Task brief | After finding the line with "checksum; all-lowercase and" in the data below, set down exactly each line through the one with "let mut out = [0u8; 20];", inclusive, and stop there.

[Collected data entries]
⟨
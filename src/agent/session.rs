//! Per-session state and the registry that serializes turns.
//!
//! Each chat session owns at most one pending preview and at most one
//! wallet. The manager hands out one mutex-guarded state per session id;
//! a turn holds that lock end to end, so two racing messages in the same
//! session can never both resolve the same pending preview.

use std::collections::HashMap;
use std::sync::Arc;

use chrono::{DateTime, Utc};
use tokio::sync::{Mutex, RwLock};

use crate::agent::engine::PendingPreview;
use crate::chain::address::Address;
use crate::chain::wallet::Wallet;

/// Everything the agent remembers about one conversation.
#[derive(Debug)]
pub struct SessionState {
    pub id: String,
    pub pending: Option<PendingPreview>,
    pub wallet: Option<Wallet>,
    pub created_at: DateTime<Utc>,
    pub last_active: DateTime<Utc>,
}

impl SessionState {
    fn new(id: String, now: DateTime<Utc>) -> Self {
        Self {
            id,
            pending: None,
            wallet: None,
            created_at: now,
            last_active: now,
        }
    }

    pub fn touch(&mut self, now: DateTime<Utc>) {
        self.last_active = now;
    }

    /// Snapshot handed to the router for the current turn.
    pub fn turn_context(&self) -> TurnContext {
        TurnContext {
            session_id: self.id.clone(),
            wallet_address: self.wallet.as_ref().map(|w| w.address()),
        }
    }
}

/// Read-only view of the session a turn runs in.
#[derive(Debug, Clone)]
pub struct TurnContext {
    pub session_id: String,
    pub wallet_address: Option<Address>,
}

/// Session registry. The outer lock only guards the map; each session has
/// its own mutex that a turn holds for its full duration.
#[derive(Debug, Default)]
pub struct SessionManager {
    sessions: RwLock<HashMap<String, Arc<Mutex<SessionState>>>>,
}

impl SessionManager {
    pub fn new() -> Self {
        Self::default()
    }

    /// Fetch the session for `id`, creating it on first contact.
    pub async fn get_or_create(&self, id: &str) -> Arc<Mutex<SessionState>> {
        if let Some(session) = self.sessions.read().await.get(id) {
            return Arc::clone(session);
        }
        let mut sessions = self.sessions.write().await;
        Arc::clone(sessions.entry(id.to_string()).or_insert_with(|| {
            Arc::new(Mutex::new(SessionState::new(id.to_string(), Utc::now())))
        }))
    }

    pub async fn remove(&self, id: &str) -> bool {
        self.sessions.write().await.remove(id).is_some()
    }

    pub async fn count(&self) -> usize {
        self.sessions.read().await.len()
    }
}

#[cfg(test)]
mod tests {
    use super::*;
    use pretty_assertions::assert_eq;

    #[tokio::test]
    async fn test_same_id_shares_state() {
        let manager = SessionManager::new();
        let a = manager.get_or_create("alice").await;
        let b = manager.get_or_create("alice").await;
        assert!(Arc::ptr_eq(&a, &b));
        assert_eq!(manager.count().await, 1);
    }

    #[tokio::test]
    async fn test_distinct_ids_do_not_share() {
        let manager = SessionManager::new();
        let a = manager.get_or_create("alice").await;
        let b = manager.get_or_create("bob").await;
        assert!(!Arc::ptr_eq(&a, &b));

        a.lock().await.wallet = Some(Wallet::generate());
        assert!(b.lock().await.wallet.is_none());
    }

    #[tokio::test]
    async fn test_turn_holds_exclusive_lock() {
        let manager = SessionManager::new();
        let session = manager.get_or_create("alice").await;

        let guard = session.lock().await;
        assert!(session.try_lock().is_err());
        drop(guard);
        assert!(session.try_lock().is_ok());
    }

    #[tokio::test]
    async fn test_remove() {
        let manager = SessionManager::new();
        manager.get_or_create("alice").await;
        assert!(manager.remove("alice").await);
        assert!(!manager.remove("alice").await);
        assert_eq!(manager.count().await, 0);
    }

    #[tokio::test]
    async fn test_turn_context_reflects_wallet() {
        let manager = SessionManager::new();
        let session = manager.get_or_create("alice").await;

        let mut state = session.lock().await;
        assert!(state.turn_context().wallet_address.is_none());

        let wallet = Wallet::generate();
        let address = wallet.address();
        state.wallet = Some(wallet);
        assert_eq!(state.turn_context().wallet_address, Some(address));
    }
}
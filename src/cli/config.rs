//! `emberagent config` - inspect and edit the config file.
//!
//! Operates on the TOML settings layer only. Environment variables still
//! override whatever is written here, and secrets never pass through this
//! command.

use std::path::Path;

use clap::Subcommand;

use crate::config::config_file_path;
use crate::settings::Settings;

#[derive(Subcommand, Debug, Clone)]
pub enum ConfigSubcommand {
    /// Write a config file with every default value spelled out.
    Init {
        /// Overwrite an existing file.
        #[arg(long)]
        force: bool,
    },
    /// Print one setting, e.g. `chain.rpc_url`.
    Get { key: String },
    /// Change one setting and save the file.
    Set { key: String, value: String },
    /// Restore one setting to its built-in default and save the file.
    Reset { key: String },
    /// Print every setting with its effective file value.
    List,
}

pub fn run_config_command(
    command: ConfigSubcommand,
    config_path: Option<&Path>,
) -> anyhow::Result<()> {
    let path = config_file_path(config_path)?;
    match command {
        ConfigSubcommand::Init { force } => init(&path, force),
        ConfigSubcommand::Get { key } => get(&path, &key),
        ConfigSubcommand::Set { key, value } => set(&path, &key, &value),
        ConfigSubcommand::Reset { key } => reset(&path, &key),
        ConfigSubcommand::List => list(&path),
    }
}

fn load_or_default(path: &Path) -> anyhow::Result<Settings> {
    Ok(Settings::load_toml(path)?.unwrap_or_default())
}

fn init(path: &Path, force: bool) -> anyhow::Result<()> {
    if path.exists() && !force {
        anyhow::bail!(
            "{} already exists; pass --force to overwrite",
            path.display()
        );
    }
    Settings::default().save_toml(path)?;
    println!("Wrote {}", path.display());
    Ok(())
}

fn get(path: &Path, key: &str) -> anyhow::Result<()> {
    let settings = load_or_default(path)?;
    match settings.get(key) {
        Some(value) => {
            println!("{}", display_value(&value));
            Ok(())
        }
        None => anyhow::bail!("unknown setting `{key}`"),
    }
}

fn set(path: &Path, key: &str, value: &str) -> anyhow::Result<()> {
    let mut settings = load_or_default(path)?;
    settings.set(key, value)?;
    settings.save_toml(path)?;
    println!("{key} = {value}");
    Ok(())
}

fn reset(path: &Path, key: &str) -> anyhow::Result<()> {
    let mut settings = load_or_default(path)?;
    settings.reset(key)?;
    settings.save_toml(path)?;
    let shown = settings
        .get(key)
        .map(|value| display_value(&value))
        .unwrap_or_default();
    println!("{key} = {shown}");
    Ok(())
}

fn list(path: &Path) -> anyhow::Result<()> {
    let settings = load_or_default(path)?;
    for (key, value) in settings.list() {
        println!("{key} = {value}");
    }
    Ok(())
}

/// Strings print bare; everything else keeps its JSON form.
fn display_value(value: &serde_json::Value) -> String {
    match value {
        serde_json::Value::String(s) => s.clone(),
        other => other.to_string(),
    }
}

#[cfg(test)]
mod tests {
    use super::*;

    #[test]
    fn test_init_then_set_round_trips() {
        let dir = tempfile::tempdir().unwrap();
        let path = dir.path().join("config.toml");

        init(&path, false).unwrap();
        set(&path, "chain.chain_id", "19").unwrap();

        let settings = Settings::load_toml(&path).unwrap().unwrap();
        assert_eq!(settings.chain.chain_id, 19);
    }

    #[test]
    fn test_init_refuses_overwrite_without_force() {
        let dir = tempfile::tempdir().unwrap();
        let path = dir.path().join("config.toml");

        init(&path, false).unwrap();
        assert!(init(&path, false).is_err());
        init(&path, true).unwrap();
    }

    #[test]
    fn test_get_unknown_key_fails() {
        let dir = tempfile::tempdir().unwrap();
        let path = dir.path().join("config.toml");
        assert!(get(&path, "chain.no_such_key").is_err());
    }

    #[test]
    fn test_reset_restores_default() {
        let dir = tempfile::tempdir().unwrap();
        let path = dir.path().join("config.toml");

        set(&path, "gateway.port", "9999").unwrap();
        reset(&path, "gateway.port").unwrap();

        let settings = Settings::load_toml(&path).unwrap().unwrap();
        assert_eq!(settings.gateway.port, Settings::default().gateway.port);
    }
}
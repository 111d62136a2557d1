//! EVM account addresses with EIP-55 checksum handling.
//!
//! Mixed-case input must carry a correct EIP-55 checksum; all-lowercase and
//! all-uppercase hex are accepted as unchecksummed and normalized. Every
//! address the agent renders back to the user is checksummed.

use std::fmt;
use std::str::FromStr;

use sha3::{Digest, Keccak256};

use crate::error::ValidationError;

/// A 20-byte EVM account address.
#[derive(Debug, Clone, Copy, PartialEq, Eq, Hash)]
pub struct Address([u8; 20]);

impl Address {
    pub const LEN: usize = 20;

    pub const fn from_bytes(bytes: [u8; 20]) -> Self {
        Self(bytes)
    }

    /// Derive the address from a 64-byte uncompressed secp256k1 public key
    /// (x || y, without the 0x04 prefix byte).
    pub fn from_uncompressed_pubkey(xy: &[u8; 64]) -> Self {
        let digest = Keccak256::digest(xy);
        let mut out = [0u8; 20];
        out.copy_from_slice(&digest[12..]);
        Self(out)
    }

    pub fn as_bytes(&self) -> &[u8; 20] {
        &self.0
    }

    /// Parse a user-supplied address string.
    ///
    /// Accepts `0x` + 40 hex chars. If the hex carries mixed case the
    /// EIP-55 checksum must verify; otherwise the case carries no
    /// information and the address is accepted as-is.
    pub fn parse(input: &str) -> Result<Self, ValidationError> {
        let trimmed = input.trim();
        let hex = trimmed
            .strip_prefix("0x")
            .or_else(|| trimmed.strip_prefix("0X"))
            .ok_or_else(|| ValidationError::MalformedAddress {
                value: trimmed.to_string(),
                reason: "missing 0x prefix".to_string(),
            })?;

        if hex.len() != 40 {
            return Err(ValidationError::MalformedAddress {
                value: trimmed.to_string(),
                reason: format!("expected 40 hex characters, got {}", hex.len()),
            });
        }

        let mut bytes = [0u8; 20];
        for (i, chunk) in hex.as_bytes().chunks(2).enumerate() {
            let high = hex_nibble(chunk[0]).ok_or_else(|| malformed_hex(trimmed))?;
            let low = hex_nibble(chunk[1]).ok_or_else(|| malformed_hex(trimmed))?;
            bytes[i] = (high << 4) | low;
        }

        let address = Self(bytes);

        let has_lower = hex.bytes().any(|b| b.is_ascii_lowercase());
        let has_upper = hex.bytes().any(|b| b.is_ascii_uppercase());
        if has_lower && has_upper {
            let expected = address.to_checksum();
            if expected[2..] != hex[..] {
                return Err(ValidationError::ChecksumMismatch {
                    value: trimmed.to_string(),
                });
            }
        }

        Ok(address)
    }

    /// Render with the EIP-55 mixed-case checksum, `0x`-prefixed.
    pub fn to_checksum(&self) -> String {
        let lower = hex_encode(&self.0);
        let digest = Keccak256::digest(lower.as_bytes());

        let mut out = String::with_capacity(42);
        out.push_str("0x");
        for (i, ch) in lower.chars().enumerate() {
            let nibble = if i % 2 == 0 {
                digest[i / 2] >> 4
            } else {
                digest[i / 2] & 0x0f
            };
            if ch.is_ascii_alphabetic() && nibble >= 8 {
                out.push(ch.to_ascii_uppercase());
            } else {
                out.push(ch);
            }
        }
        out
    }
}

fn malformed_hex(value: &str) -> ValidationError {
    ValidationError::MalformedAddress {
        value: value.to_string(),
        reason: "contains non-hex characters".to_string(),
    }
}

fn hex_nibble(b: u8) -> Option<u8> {
    match b {
        b'0'..=b'9' => Some(b - b'0'),
        b'a'..=b'f' => Some(b - b'a' + 10),
        b'A'..=b'F' => Some(b - b'A' + 10),
        _ => None,
    }
}

pub(crate) fn hex_encode(bytes: &[u8]) -> String {
    let mut out = String::with_capacity(bytes.len() * 2);
    for b in bytes {
        out.push(char::from_digit((b >> 4) as u32, 16).unwrap_or('0'));
        out.push(char::from_digit((b & 0x0f) as u32, 16).unwrap_or('0'));
    }
    out
}

impl fmt::Display for Address {
    fn fmt(&self, f: &mut fmt::Formatter<'_>) -> fmt::Result {
        f.write_str(&self.to_checksum())
    }
}

impl FromStr for Address {
    type Err = ValidationError;

    fn from_str(s: &str) -> Result<Self, Self::Err> {
        Self::parse(s)
    }
}

impl serde::Serialize for Address {
    fn serialize<S: serde::Serializer>(&self, serializer: S) -> Result<S::Ok, S::Error> {
        serializer.serialize_str(&self.to_checksum())
    }
}

impl<'de> serde::Deserialize<'de> for Address {
    fn deserialize<D: serde::Deserializer<'de>>(deserializer: D) -> Result<Self, D::Error> {
        let raw = String::deserialize(deserializer)?;
        Self::parse(&raw).map_err(serde::de::Error::custom)
    }
}

#[cfg(test)]
mod tests {
    use super::*;
    use pretty_assertions::assert_eq;

    // Vectors from the EIP-55 reference list.
    const CHECKSUMMED: &[&str] = &[
        "0x5aAeb6053F3E94C9b9A09f33669435E7Ef1BeAed",
        "0xfB6916095ca1df60bB79Ce92cE3Ea74c37c5d359",
        "0xdbF03B407c01E7cD3CBea99509d93f8DDDC8C6FB",
        "0xD1220A0cf47c7B9Be7A2E6BA89F429762e7b9aDb",
    ];

    #[test]
    fn test_checksum_round_trip() {
        for raw in CHECKSUMMED {
            let addr = Address::parse(raw).unwrap();
            assert_eq!(addr.to_checksum(), *raw);
        }
    }

    #[test]
    fn test_lowercase_accepted_and_normalized() {
        let lower = CHECKSUMMED[0].to_lowercase();
        let addr = Address::parse(&lower).unwrap();
        assert_eq!(addr.to_checksum(), CHECKSUMMED[0]);
    }

    #[test]
    fn test_bad_checksum_rejected() {
        // Flip case on one alphabetic character.
        let mut chars: Vec<char> = CHECKSUMMED[0].chars().collect();
        chars[4] = chars[4].to_ascii_lowercase();
        let tampered: String = chars.into_iter().collect();
        assert!(matches!(
            Address::parse(&tampered),
            Err(ValidationError::ChecksumMismatch { .. })
        ));
    }

    #[test]
    fn test_wrong_length_rejected() {
        let err = Address::parse("0x1234").unwrap_err();
        assert!(matches!(err, ValidationError::MalformedAddress { .. }));
    }

    #[test]
    fn test_missing_prefix_rejected() {
        let no_prefix = &CHECKSUMMED[0][2..];
        assert!(matches!(
            Address::parse(no_prefix),
            Err(ValidationError::MalformedAddress { .. })
        ));
    }

    #[test]
    fn test_non_hex_rejected() {
        let err = Address::parse("0xZZ6916095ca1df60bB79Ce92cE3Ea74c37c5d359").unwrap_err();
        assert!(matches!(err, ValidationError::MalformedAddress { .. }));
    }

    #[test]
    fn test_display_is_checksummed() {
        let addr = Address::parse(&CHECKSUMMED[1].to_lowercase()).unwrap();
        assert_eq!(format!("{}", addr), CHECKSUMMED[1]);
    }
}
⟩
Your response |
//! Mixed-case input must carry a correct EIP-55 checksum; all-lowercase and
//! all-uppercase hex are accepted as unchecksummed and normalized. Every
//! address the agent renders back to the user is checksummed.

use std::fmt;
use std::str::FromStr;

use sha3::{Digest, Keccak256};

use crate::error::ValidationError;

/// A 20-byte EVM account address.
#[derive(Debug, Clone, Copy, PartialEq, Eq, Hash)]
pub struct Address([u8; 20]);

impl Address {
    pub const LEN: usize = 20;

    pub const fn from_bytes(bytes: [u8; 20]) -> Self {
        Self(bytes)
    }

    /// Derive the address from a 64-byte uncompressed secp256k1 public key
    /// (x || y, without the 0x04 prefix byte).
    pub fn from_uncompressed_pubkey(xy: &[u8; 64]) -> Self {
        let digest = Keccak256::digest(xy);
        let mut out = [0u8; 20];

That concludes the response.